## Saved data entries
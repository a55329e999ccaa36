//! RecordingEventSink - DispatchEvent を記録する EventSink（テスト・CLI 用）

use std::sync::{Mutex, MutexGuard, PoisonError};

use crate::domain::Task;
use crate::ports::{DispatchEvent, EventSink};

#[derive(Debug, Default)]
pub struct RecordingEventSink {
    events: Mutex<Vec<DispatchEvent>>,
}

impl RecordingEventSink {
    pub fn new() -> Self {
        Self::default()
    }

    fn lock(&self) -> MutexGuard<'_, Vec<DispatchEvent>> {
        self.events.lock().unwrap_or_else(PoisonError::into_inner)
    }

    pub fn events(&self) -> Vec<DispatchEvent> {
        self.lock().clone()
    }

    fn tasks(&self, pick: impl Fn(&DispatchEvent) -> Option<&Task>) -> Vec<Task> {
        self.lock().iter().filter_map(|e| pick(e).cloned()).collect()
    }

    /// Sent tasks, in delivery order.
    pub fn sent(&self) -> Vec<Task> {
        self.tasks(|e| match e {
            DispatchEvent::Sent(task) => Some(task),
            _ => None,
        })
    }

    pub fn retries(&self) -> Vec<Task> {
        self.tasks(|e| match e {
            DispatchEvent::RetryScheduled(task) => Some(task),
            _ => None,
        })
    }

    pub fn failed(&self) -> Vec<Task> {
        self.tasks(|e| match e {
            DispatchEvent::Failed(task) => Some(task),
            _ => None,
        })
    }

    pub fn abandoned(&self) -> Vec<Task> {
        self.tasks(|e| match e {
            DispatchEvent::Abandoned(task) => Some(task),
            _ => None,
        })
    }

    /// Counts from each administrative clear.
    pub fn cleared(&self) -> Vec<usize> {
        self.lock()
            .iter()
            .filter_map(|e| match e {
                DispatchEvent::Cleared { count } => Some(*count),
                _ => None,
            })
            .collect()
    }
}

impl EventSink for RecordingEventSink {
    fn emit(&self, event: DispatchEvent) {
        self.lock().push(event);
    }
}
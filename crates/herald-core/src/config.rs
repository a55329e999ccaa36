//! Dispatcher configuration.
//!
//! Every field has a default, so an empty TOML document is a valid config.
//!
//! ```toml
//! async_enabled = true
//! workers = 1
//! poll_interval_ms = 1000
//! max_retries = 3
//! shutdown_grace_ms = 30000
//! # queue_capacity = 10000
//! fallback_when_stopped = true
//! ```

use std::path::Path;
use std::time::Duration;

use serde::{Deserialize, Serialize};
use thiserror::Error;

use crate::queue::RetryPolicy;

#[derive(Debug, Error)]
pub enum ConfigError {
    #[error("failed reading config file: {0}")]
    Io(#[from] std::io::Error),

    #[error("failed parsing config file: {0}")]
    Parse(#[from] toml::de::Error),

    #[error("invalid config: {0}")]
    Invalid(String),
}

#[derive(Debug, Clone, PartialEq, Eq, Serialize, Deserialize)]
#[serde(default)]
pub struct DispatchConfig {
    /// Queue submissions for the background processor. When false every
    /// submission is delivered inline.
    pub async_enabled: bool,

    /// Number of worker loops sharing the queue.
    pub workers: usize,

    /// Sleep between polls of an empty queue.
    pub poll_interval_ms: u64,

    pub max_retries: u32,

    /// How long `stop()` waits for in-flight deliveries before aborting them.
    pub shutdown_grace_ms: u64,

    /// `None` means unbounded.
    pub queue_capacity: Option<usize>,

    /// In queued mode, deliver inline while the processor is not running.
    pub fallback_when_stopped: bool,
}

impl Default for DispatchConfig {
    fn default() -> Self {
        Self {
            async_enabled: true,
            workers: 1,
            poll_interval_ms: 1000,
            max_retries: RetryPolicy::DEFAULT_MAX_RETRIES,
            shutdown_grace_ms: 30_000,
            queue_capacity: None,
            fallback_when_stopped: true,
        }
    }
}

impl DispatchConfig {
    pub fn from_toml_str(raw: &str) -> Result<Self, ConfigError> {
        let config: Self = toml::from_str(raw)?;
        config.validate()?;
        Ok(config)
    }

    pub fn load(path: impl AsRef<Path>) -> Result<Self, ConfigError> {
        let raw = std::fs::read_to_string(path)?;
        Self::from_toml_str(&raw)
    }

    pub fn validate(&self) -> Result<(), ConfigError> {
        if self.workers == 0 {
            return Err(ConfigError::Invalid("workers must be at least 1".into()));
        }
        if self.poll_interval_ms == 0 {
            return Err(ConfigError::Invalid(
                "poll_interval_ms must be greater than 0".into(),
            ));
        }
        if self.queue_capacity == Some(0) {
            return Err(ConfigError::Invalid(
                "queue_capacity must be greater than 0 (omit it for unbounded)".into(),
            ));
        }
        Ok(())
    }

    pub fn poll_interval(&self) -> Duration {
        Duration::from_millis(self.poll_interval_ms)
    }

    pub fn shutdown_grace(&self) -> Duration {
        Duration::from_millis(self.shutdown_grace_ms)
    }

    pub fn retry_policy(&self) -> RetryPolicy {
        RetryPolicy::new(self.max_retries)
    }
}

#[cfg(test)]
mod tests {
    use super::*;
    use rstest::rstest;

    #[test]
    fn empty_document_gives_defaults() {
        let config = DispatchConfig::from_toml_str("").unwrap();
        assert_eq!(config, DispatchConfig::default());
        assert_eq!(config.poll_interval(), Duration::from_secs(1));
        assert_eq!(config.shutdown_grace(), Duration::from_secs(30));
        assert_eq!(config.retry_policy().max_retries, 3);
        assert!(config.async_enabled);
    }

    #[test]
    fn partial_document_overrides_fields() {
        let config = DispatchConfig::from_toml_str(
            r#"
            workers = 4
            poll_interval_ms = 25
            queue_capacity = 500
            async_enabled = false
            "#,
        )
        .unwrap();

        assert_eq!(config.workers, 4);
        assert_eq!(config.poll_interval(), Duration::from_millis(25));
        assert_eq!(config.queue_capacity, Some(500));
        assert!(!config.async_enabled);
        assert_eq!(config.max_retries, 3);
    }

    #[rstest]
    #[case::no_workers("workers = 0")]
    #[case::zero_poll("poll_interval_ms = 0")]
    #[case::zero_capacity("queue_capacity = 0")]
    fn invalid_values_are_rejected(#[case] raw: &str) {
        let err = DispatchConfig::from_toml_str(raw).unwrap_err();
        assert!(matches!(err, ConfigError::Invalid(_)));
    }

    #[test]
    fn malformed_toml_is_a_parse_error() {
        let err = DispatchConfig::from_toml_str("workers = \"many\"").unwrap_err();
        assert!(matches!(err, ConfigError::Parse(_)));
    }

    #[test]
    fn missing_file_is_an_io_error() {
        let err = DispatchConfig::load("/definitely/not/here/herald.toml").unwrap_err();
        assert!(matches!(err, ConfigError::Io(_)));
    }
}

## Exercise goal
Exactly as they stand, repeat all the records.

## Solution
repository a55329e999ccaa36
//! RecordingEventSink - DispatchEvent を記録する EventSink（テスト・CLI 用）

use std::sync::{Mutex, MutexGuard, PoisonError};

use crate::domain::Task;
use crate::ports::{DispatchEvent, EventSink};

#[derive(Debug, Default)]
pub struct RecordingEventSink {
    events: Mutex<Vec<DispatchEvent>>,
}

impl RecordingEventSink {
    pub fn new() -> Self {
        Self::default()
    }

    fn lock(&self) -> MutexGuard<'_, Vec<DispatchEvent>> {
        self.events.lock().unwrap_or_else(PoisonError::into_inner)
    }

    pub fn events(&self) -> Vec<DispatchEvent> {
        self.lock().clone()
    }

    fn tasks(&self, pick: impl Fn(&DispatchEvent) -> Option<&Task>) -> Vec<Task> {
        self.lock().iter().filter_map(|e| pick(e).cloned()).collect()
    }

    /// Sent tasks, in delivery order.
    pub fn sent(&self) -> Vec<Task> {
        self.tasks(|e| match e {
            DispatchEvent::Sent(task) => Some(task),
            _ => None,
        })
    }

    pub fn retries(&self) -> Vec<Task> {
        self.tasks(|e| match e {
            DispatchEvent::RetryScheduled(task) => Some(task),
            _ => None,
        })
    }

    pub fn failed(&self) -> Vec<Task> {
        self.tasks(|e| match e {
            DispatchEvent::Failed(task) => Some(task),
            _ => None,
        })
    }

    pub fn abandoned(&self) -> Vec<Task> {
        self.tasks(|e| match e {
            DispatchEvent::Abandoned(task) => Some(task),
            _ => None,
        })
    }

    /// Counts from each administrative clear.
    pub fn cleared(&self) -> Vec<usize> {
        self.lock()
            .iter()
            .filter_map(|e| match e {
                DispatchEvent::Cleared { count } => Some(*count),
                _ => None,
            })
            .collect()
    }
}

impl EventSink for RecordingEventSink {
    fn emit(&self, event: DispatchEvent) {
        self.lock().push(event);
    }
}
filename crates/herald-core/src/config.rs
repository a55329e999ccaa36
//! Dispatcher configuration.
//!
//! Every field has a default, so an empty TOML document is a valid config.
//!
//! ```toml
//! async_enabled = true
//! workers = 1
//! poll_interval_ms = 1000
//! max_retries = 3
//! shutdown_grace_ms = 30000
//! # queue_capacity = 10000
//! fallback_when_stopped = true
//! ```

use std::path::Path;
use std::time::Duration;

use serde::{Deserialize, Serialize};
use thiserror::Error;

use crate::queue::RetryPolicy;

#[derive(Debug, Error)]
pub enum ConfigError {
    #[error("failed reading config file: {0}")]
    Io(#[from] std::io::Error),

    #[error("failed parsing config file: {0}")]
    Parse(#[from] toml::de::Error),

    #[error("invalid config: {0}")]
    Invalid(String),
}

#[derive(Debug, Clone, PartialEq, Eq, Serialize, Deserialize)]
#[serde(default)]
pub struct DispatchConfig {
    /// Queue submissions for the background processor. When false every
    /// submission is delivered inline.
    pub async_enabled: bool,

    /// Number of worker loops sharing the queue.
    pub workers: usize,

    /// Sleep between polls of an empty queue.
    pub poll_interval_ms: u64,

    pub max_retries: u32,

    /// How long `stop()` waits for in-flight deliveries before aborting them.
    pub shutdown_grace_ms: u64,

    /// `None` means unbounded.
    pub queue_capacity: Option<usize>,

    /// In queued mode, deliver inline while the processor is not running.
    pub fallback_when_stopped: bool,
}

impl Default for DispatchConfig {
    fn default() -> Self {
        Self {
            async_enabled: true,
            workers: 1,
            poll_interval_ms: 1000,
            max_retries: RetryPolicy::DEFAULT_MAX_RETRIES,
            shutdown_grace_ms: 30_000,
            queue_capacity: None,
            fallback_when_stopped: true,
        }
    }
}

impl DispatchConfig {
    pub fn from_toml_str(raw: &str) -> Result<Self, ConfigError> {
        let config: Self = toml::from_str(raw)?;
        config.validate()?;
        Ok(config)
    }

    pub fn load(path: impl AsRef<Path>) -> Result<Self, ConfigError> {
        let raw = std::fs::read_to_string(path)?;
        Self::from_toml_str(&raw)
    }

    pub fn validate(&self) -> Result<(), ConfigError> {
        if self.workers == 0 {
            return Err(ConfigError::Invalid("workers must be at least 1".into()));
        }
        if self.poll_interval_ms == 0 {
            return Err(ConfigError::Invalid(
                "poll_interval_ms must be greater than 0".into(),
            ));
        }
        if self.queue_capacity == Some(0) {
            return Err(ConfigError::Invalid(
                "queue_capacity must be greater than 0 (omit it for unbounded)".into(),
            ));
        }
        Ok(())
    }

    pub fn poll_interval(&self) -> Duration {
        Duration::from_millis(self.poll_interval_ms)
    }

    pub fn shutdown_grace(&self) -> Duration {
        Duration::from_millis(self.shutdown_grace_ms)
    }

    pub fn retry_policy(&self) -> RetryPolicy {
        RetryPolicy::new(self.max_retries)
    }
}

#[cfg(test)]
mod tests {
    use super::*;
    use rstest::rstest;

    #[test]
    fn empty_document_gives_defaults() {
        let config = DispatchConfig::from_toml_str("").unwrap();
        assert_eq!(config, DispatchConfig::default());
        assert_eq!(config.poll_interval(), Duration::from_secs(1));
        assert_eq!(config.shutdown_grace(), Duration::from_secs(30));
        assert_eq!(config.retry_policy().max_retries, 3);
        assert!(config.async_enabled);
    }

    #[test]
    fn partial_document_overrides_fields() {
        let config = DispatchConfig::from_toml_str(
            r#"
            workers = 4
            poll_interval_ms = 25
            queue_capacity = 500
            async_enabled = false
            "#,
        )
        .unwrap();

        assert_eq!(config.workers, 4);
        assert_eq!(config.poll_interval(), Duration::from_millis(25));
        assert_eq!(config.queue_capacity, Some(500));
        assert!(!config.async_enabled);
        assert_eq!(config.max_retries, 3);
    }

    #[rstest]
    #[case::no_workers("workers = 0")]
    #[case::zero_poll("poll_interval_ms = 0")]
    #[case::zero_capacity("queue_capacity = 0")]
    fn invalid_values_are_rejected(#[case] raw: &str) {
        let err = DispatchConfig::from_toml_str(raw).unwrap_err();
        assert!(matches!(err, ConfigError::Invalid(_)));
    }

    #[test]
    fn malformed_toml_is_a_parse_error() {
        let err = DispatchConfig::from_toml_str("workers = \"many\"").unwrap_err();
        assert!(matches!(err, ConfigError::Parse(_)));
    }

    #[test]
    fn missing_file_is_an_io_error() {
        let err = DispatchConfig::load("/definitely/not/here/herald.toml").unwrap_err();
        assert!(matches!(err, ConfigError::Io(_)));
    }
}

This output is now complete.